▶ _Exercise objective_
Among the entries below, one stretch runs from the line that contains "use crate::error::InputError;" through the line that contains "file into memory.". Repeat that stretch exactly, ends included, and only that.

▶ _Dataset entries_
Start of Block

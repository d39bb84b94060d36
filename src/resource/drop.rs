//! Drop resource service.
//!
//! Drops are the data units flowing through a flow. The service is
//! scoped to one flow: all operations target `/drop/<flowId>`.

// ============================================================================
// Imports
// ============================================================================

use std::sync::Arc;

use crate::http::RequestGateway;

use super::service::{Createable, Findable, Resource, ResourceContext, Updateable};

// ============================================================================
// DropService
// ============================================================================

/// Full CRUD access to one flow's drops.
///
/// ```ignore
/// let drops = client.drops("f554b53a");
/// let drop = drops.save(&json!({"elems": {"temp": 21}}), &Default::default()).await?;
/// ```
#[derive(Clone)]
pub struct DropService {
    context: ResourceContext,
}

impl DropService {
    /// Creates the service scoped to a flow id.
    #[inline]
    #[must_use]
    pub(crate) fn new(gateway: Arc<RequestGateway>, flow_id: &str) -> Self {
        Self {
            context: ResourceContext::new(gateway, format!("/drop/{flow_id}")),
        }
    }
}

impl Resource for DropService {
    fn context(&self) -> &ResourceContext {
        &self.context
    }
}

impl Findable for DropService {}
impl Createable for DropService {}
impl Updateable for DropService {}

// ============================================================================
// Tests
// ============================================================================
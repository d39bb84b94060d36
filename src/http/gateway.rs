//! Request gateway: one REST exchange per call.
//!
//! Builds the account-scoped URL, attaches auth headers, encodes query
//! parameters, and unwraps the platform's `{head, body}` response
//! envelope. No retries; transport failures propagate to the caller.

// ============================================================================
// Imports
// ============================================================================

use std::sync::Arc;

use serde_json::Value;
use tracing::trace;
use url::Url;

use crate::config::{ApiOptions, Credentials};
use crate::error::Result;

use super::options::RequestOptions;
use super::transport::{HttpRequest, HttpTransport};

// ============================================================================
// ApiReply
// ============================================================================

/// An unwrapped REST response.
///
/// `references` is populated exactly when the `refs` option was set,
/// carrying `head.references` from the envelope.
#[derive(Debug, Clone)]
pub struct ApiReply {
    /// The envelope's `body`.
    pub body: Value,
    /// The envelope's `head.references`, when reference expansion was
    /// requested.
    pub references: Option<Value>,
}

// ============================================================================
// RequestGateway
// ============================================================================

/// Issues single request/response exchanges against the REST API.
pub struct RequestGateway {
    credentials: Credentials,
    options: ApiOptions,
    transport: Arc<dyn HttpTransport>,
}

impl RequestGateway {
    /// Creates a gateway over the given transport.
    #[inline]
    #[must_use]
    pub fn new(
        credentials: Credentials,
        options: ApiOptions,
        transport: Arc<dyn HttpTransport>,
    ) -> Self {
        Self {
            credentials,
            options,
            transport,
        }
    }

    /// Issues one exchange.
    ///
    /// `path` is the resource path below the account segment, e.g.
    /// `/flow/f554b53a`.
    ///
    /// # Errors
    ///
    /// - [`Error::Url`](crate::Error::Url) if the configured host and path
    ///   do not form a valid URL
    /// - [`Error::Http`](crate::Error::Http) /
    ///   [`Error::Status`](crate::Error::Status) from the transport
    pub async fn request(
        &self,
        method: &str,
        path: &str,
        body: Option<&Value>,
        opts: &RequestOptions,
    ) -> Result<ApiReply> {
        let url = self.build_url(path, opts)?;

        trace!(method, %url, "API request");

        let mut request = HttpRequest::new(method, url);
        for (name, value) in self.credentials.headers() {
            request = request.with_header(name, value);
        }
        if let Some(body) = body {
            request = request.with_body(body.clone());
        }
        request.timeout = opts.timeout;
        request.cache = opts.cache;

        let response = self.transport.execute(request).await?;

        let reply_body = response.body.get("body").cloned().unwrap_or(Value::Null);
        let references = if opts.wants_refs() {
            Some(
                response
                    .body
                    .pointer("/head/references")
                    .cloned()
                    .unwrap_or(Value::Null),
            )
        } else {
            None
        };

        Ok(ApiReply {
            body: reply_body,
            references,
        })
    }

    fn build_url(&self, path: &str, opts: &RequestOptions) -> Result<Url> {
        let base = self.options.base_url(&self.credentials.account);
        let mut url = Url::parse(&format!("{base}{path}"))?;

        let pairs = opts.query_pairs();
        if !pairs.is_empty() {
            let mut query = url.query_pairs_mut();
            for (key, value) in &pairs {
                query.append_pair(key, value);
            }
        }

        Ok(url)
    }
}

// ============================================================================
// Tests
// ============================================================================

#[cfg(test)]
mod tests {
    use super::*;

    use serde_json::json;

    use crate::http::testing::MockTransport;

    fn gateway(transport: Arc<MockTransport>) -> RequestGateway {
        RequestGateway::new(
            Credentials::new("acct", "tok"),
            ApiOptions::new(),
            transport,
        )
    }

    #[tokio::test]
    async fn test_url_headers_and_unwrap() {
        let transport = Arc::new(MockTransport::replying(json!({
            "head": {"ok": true, "status": 200},
            "body": {"id": "f1"}
        })));
        let gw = gateway(Arc::clone(&transport));

        let reply = gw
            .request("GET", "/flow/f1", None, &RequestOptions::new())
            .await
            .expect("request");

        assert_eq!(reply.body, json!({"id": "f1"}));
        assert!(reply.references.is_none());

        let sent = transport.take_requests();
        assert_eq!(sent.len(), 1);
        assert_eq!(sent[0].method, "GET");
        assert_eq!(
            sent[0].url.as_str(),
            "https://api.flowthings.io/v0.1/acct/flow/f1"
        );
        assert!(
            sent[0]
                .headers
                .contains(&("X-Auth-Account".to_string(), "acct".to_string()))
        );
        assert!(
            sent[0]
                .headers
                .contains(&("X-Auth-Token".to_string(), "tok".to_string()))
        );
    }

    #[tokio::test]
    async fn test_refs_pair_unwrap() {
        let transport = Arc::new(MockTransport::replying(json!({
            "head": {"ok": true, "references": {"f1": {"path": "/a"}}},
            "body": []
        })));
        let gw = gateway(Arc::clone(&transport));

        let reply = gw
            .request("GET", "/flow", None, &RequestOptions::new().with_refs(true))
            .await
            .expect("request");

        assert_eq!(reply.body, json!([]));
        assert_eq!(reply.references, Some(json!({"f1": {"path": "/a"}})));

        let sent = transport.take_requests();
        assert!(sent[0].url.query().expect("query").contains("refs=1"));
    }

    #[tokio::test]
    async fn test_query_encoding_and_transport_options() {
        let transport = Arc::new(MockTransport::replying(json!({"body": null})));
        let gw = gateway(Arc::clone(&transport));

        let opts = RequestOptions::new()
            .with_only(["id", "path"])
            .with_filter(crate::filter::Filter::query(json!({"foo": "bar"})))
            .with_timeout(std::time::Duration::from_secs(9))
            .with_cache();

        gw.request("GET", "/flow", None, &opts).await.expect("request");

        let sent = transport.take_requests();
        let query = sent[0].url.query().expect("query");
        assert!(query.contains("only=id%2Cpath"));
        assert!(query.contains("filter="));
        assert!(!query.contains("timeout"));
        assert!(!query.contains("cache"));
        assert_eq!(sent[0].timeout, Some(std::time::Duration::from_secs(9)));
        assert!(sent[0].cache);
    }

    #[tokio::test]
    async fn test_body_forwarded() {
        let transport = Arc::new(MockTransport::replying(json!({"body": {"id": "d1"}})));
        let gw = gateway(Arc::clone(&transport));

        let model = json!({"elems": {"temp": 20}});
        gw.request("POST", "/drop/f1", Some(&model), &RequestOptions::new())
            .await
            .expect("request");

        let sent = transport.take_requests();
        assert_eq!(sent[0].body, Some(model));
    }
}
//! Plain-text domain lists: one domain per line.

use std::path::Path;

use tracing::debug;

use crate::error::InputError;

/// Split `text` into domains, one per line, with surrounding whitespace removed.
///
/// Lines end at `\n`, `\r\n` or a lone `\r`. Blank lines are kept as empty
/// domains so the result lines up with the file. A trailing line ending does
/// not produce an extra entry.
pub fn parse_domains(text: &str) -> Vec<String> {
    let text = text.replace("\r\n", "\n").replace('\r', "\n");
    text.lines().map(|line| line.trim().to_string()).collect()
}

/// Read a whole domain file into memory.
pub fn read_domains(path: &Path) -> Result<Vec<String>, InputError> {
    let text = std::fs::read_to_string(path).map_err(|e| InputError::from_io(path, e))?;
    let domains = parse_domains(&text);
    debug!(path = %path.display(), count = domains.len(), "read domain file");
    Ok(domains)
}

End of Block

▶ _The completed task_
use crate::error::InputError;

/// Split `text` into domains, one per line, with surrounding whitespace removed.
///
/// Lines end at `\n`, `\r\n` or a lone `\r`. Blank lines are kept as empty
/// domains so the result lines up with the file. A trailing line ending does
/// not produce an extra entry.
pub fn parse_domains(text: &str) -> Vec<String> {
    let text = text.replace("\r\n", "\n").replace('\r', "\n");
    text.lines().map(|line| line.trim().to_string()).collect()
}

/// Read a whole domain file into memory.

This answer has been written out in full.